The term appears to have been coined by Edward Cain in 1963:

Since [libertarians' in the United States] use of the word "liberty" refers almost exclusively to property, it would be helpful if we had some other word, such as "propertarian," to describe them. [...] Novelist Ayn Rand is not a conservative at all but claims to be very relevant. She is a radical capitalist, and is the closest to what I mean by a propertarian.[2]

Hans Morgenthau used propertarianism to characterize the connection between property and suffrage.[3] Marcus Cunliffe defined "propertarianism" in his 1973 lectures as "characteristic values of American history" in regard to property.[4][5][6][7] David Boaz writes that the "propertarian approach to privacy", both morally and legally, has ensured Americans' privacy rights.[8]

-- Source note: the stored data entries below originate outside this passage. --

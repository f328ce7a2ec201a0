//! The calendar event record.
//!
//! Serialized with camelCase field names so the persisted JSON matches the
//! payload the web frontend kept in `localStorage` (dates as ISO strings,
//! times as `HH:MM`).

use chrono::{NaiveDate, NaiveTime};
use serde::{Deserialize, Serialize};

use crate::error::ValidationError;

/// A single calendar event.
///
/// Invariant: `completed == (progress == 100)`. Mutate progress and
/// completion through [`Event::set_progress`] and [`Event::set_completed`];
/// both keep the pair consistent.
///
/// `google_event_id` present means the event is mirrored on Google Calendar;
/// absent means it is local-only and pending push.
#[derive(Debug, Clone, PartialEq, Serialize, Deserialize)]
#[serde(rename_all = "camelCase")]
pub struct Event {
    pub id: String,
    pub title: String,
    #[serde(default, skip_serializing_if = "Option::is_none")]
    pub description: Option<String>,
    pub date: NaiveDate,
    pub start_time: String,
    pub end_time: String,
    pub progress: u8,
    pub completed: bool,
    #[serde(default, skip_serializing_if = "Option::is_none")]
    pub google_event_id: Option<String>,
}

impl Event {
    /// Create a local-only event with a fresh UUID id and zero progress.
    pub fn new(
        title: impl Into<String>,
        description: Option<String>,
        date: NaiveDate,
        start_time: impl Into<String>,
        end_time: impl Into<String>,
    ) -> Result<Self, ValidationError> {
        let title = title.into();
        if title.trim().is_empty() {
            return Err(ValidationError::EmptyTitle);
        }
        let start_time = validate_time(start_time.into())?;
        let end_time = validate_time(end_time.into())?;

        Ok(Self {
            id: uuid::Uuid::new_v4().to_string(),
            title,
            description: description.filter(|d| !d.is_empty()),
            date,
            start_time,
            end_time,
            progress: 0,
            completed: false,
            google_event_id: None,
        })
    }

    /// Set progress (0-100, step 10). Reaching 100 marks the event
    /// completed; dropping below 100 clears the completed flag.
    pub fn set_progress(&mut self, progress: u8) -> Result<(), ValidationError> {
        if progress > 100 || progress % 10 != 0 {
            return Err(ValidationError::InvalidProgress(progress));
        }
        self.progress = progress;
        self.completed = progress == 100;
        Ok(())
    }

    /// Toggle completion. Completing sets progress to 100; un-completing
    /// resets it to 0, mirroring the original checkbox behavior.
    pub fn set_completed(&mut self, completed: bool) {
        self.completed = completed;
        self.progress = if completed { 100 } else { 0 };
    }

    /// Whether this event has a remote counterpart.
    pub fn is_mirrored(&self) -> bool {
        self.google_event_id.is_some()
    }
}

fn validate_time(time: String) -> Result<String, ValidationError> {
    match NaiveTime::parse_from_str(&time, "%H:%M") {
        Ok(_) => Ok(time),
        Err(_) => Err(ValidationError::InvalidTime(time)),
    }
}

#[cfg(test)]
mod tests {
    use super::*;

    fn sample() -> Event {
        Event::new(
            "Dentist",
            Some("Annual checkup".to_string()),
            NaiveDate::from_ymd_opt(2025, 3, 14).unwrap(),
            "09:30",
            "10:00",
        )
        .unwrap()
    }

    #[test]
    fn test_new_event_defaults() {
        let event = sample();
        assert_eq!(event.progress, 0);
        assert!(!event.completed);
        assert!(event.google_event_id.is_none());
        assert!(!event.id.is_empty());
    }

    #[test]
    fn test_empty_title_rejected() {
        let result = Event::new(
            "  ",
            None,
            NaiveDate::from_ymd_opt(2025, 3, 14).unwrap(),
            "09:30",
            "10:00",
        );
        assert!(matches!(result, Err(ValidationError::EmptyTitle)));
    }

    #[test]
    fn test_bad_time_rejected() {
        let result = Event::new(
            "Dentist",
            None,
            NaiveDate::from_ymd_opt(2025, 3, 14).unwrap(),
            "9:30am",
            "10:00",
        );
        assert!(matches!(result, Err(ValidationError::InvalidTime(_))));
    }

    #[test]
    fn test_progress_100_implies_completed() {
        let mut event = sample();
        event.set_progress(100).unwrap();
        assert!(event.completed);
    }

    #[test]
    fn test_progress_below_100_clears_completed() {
        let mut event = sample();
        event.set_completed(true);
        assert!(event.completed);
        event.set_progress(50).unwrap();
        assert!(!event.completed);
        assert_eq!(event.progress, 50);
    }

    #[test]
    fn test_set_completed_moves_progress() {
        let mut event = sample();
        event.set_completed(true);
        assert_eq!(event.progress, 100);
        event.set_completed(false);
        assert_eq!(event.progress, 0);
    }

    #[test]
    fn test_progress_step_validated() {
        let mut event = sample();
        assert!(event.set_progress(55).is_err());
        assert!(event.set_progress(110).is_err());
        assert!(event.set_progress(70).is_ok());
    }

    #[test]
    fn test_serde_uses_camel_case() {
        let event = sample();
        let json = serde_json::to_value(&event).unwrap();
        assert!(json.get("startTime").is_some());
        assert!(json.get("endTime").is_some());
        assert_eq!(json["date"], "2025-03-14");
        // Local-only event omits the remote id entirely.
        assert!(json.get("googleEventId").is_none());
    }

    #[test]
    fn test_serde_round_trip() {
        let mut event = sample();
        event.google_event_id = Some("gcal-1".to_string());
        let json = serde_json::to_string(&event).unwrap();
        let back: Event = serde_json::from_str(&json).unwrap();
        assert_eq!(back, event);
    }
}
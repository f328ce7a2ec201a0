//! Google Calendar integration: REST client and OAuth flow.

pub mod client;
pub mod oauth;

pub use client::{CalendarClient, DEFAULT_BASE_URL, UNTITLED_EVENT};
pub use oauth::OAuthConfig;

Markus Verhaegh states that Rothbardian anarcho-capitalism advocates the "neo-Lockean" idea that property only legitimately originates from labor and may then only legitimately change hands by trade or gift.[9] Brian Doherty describes Murray Rothbard's form of libertarianism as "propertarian" because he "reduced all human rights to rights of property, beginning with the natural right of self-ownership".[10]

L. Neil Smith describes propertarianism as a positive libertarian philosophy in his alternate history novels The Probability Broach (1980) and The American Zone (2002).[11][12] Since 2013, Curt Doolittle has expanded the scope of propertarianism to make it a subset of natural law, defined rules of reciprocity between different cultures and socio-economic classes; defined low-context communication as deflationary truth; posited decidability as the key component of testimonial statements; and argued that cultures that practice deflationary truth within communication display attributes of scientific realism.[13]

Criticism

In the science fiction novel The Dispossessed (1974), left-libertarian Ursula K. Le Guin contrasted a propertarian society with one that does not recognize property rights[14][15] in an attempt to show that property objectified human beings.[16][17]

Other left-libertarian non-propertarians like Murray Bookchin also have been called anti-propertarians. Bookchin objected to propertarians even calling themselves libertarian:

We have permitted cynical political reactionaries and the spokesmen of large corporations to pre-empt these basic libertarian American ideals. We have permitted them not only to become the specious voice of these ideals such that individualism has been used to justify egotism; the pursuit of happiness to justify greed, and even our emphasis on local and regional autonomy has been used to justify parochialism, insularism, and exclusivity – often against ethnic minorities and so-called deviant individuals. We have even permitted these reactionaries to stake out a claim to the word libertarian, a word, in fact, that was literally devised in the 1890s in France by Elisée Reclus as a substitute for the word anarchist, which the government had rendered an illegal expression for identifying one's views. The propertarians, in effect – acolytes of Ayn Rand, the earth mother of greed, egotism, and the virtues of property – have appropriated expressions and traditions that should have been expressed by radicals but were willfully neglected because of the lure of European and Asian traditions of socialism, socialisms that are now entering into decline in the very countries in which they originated.[18]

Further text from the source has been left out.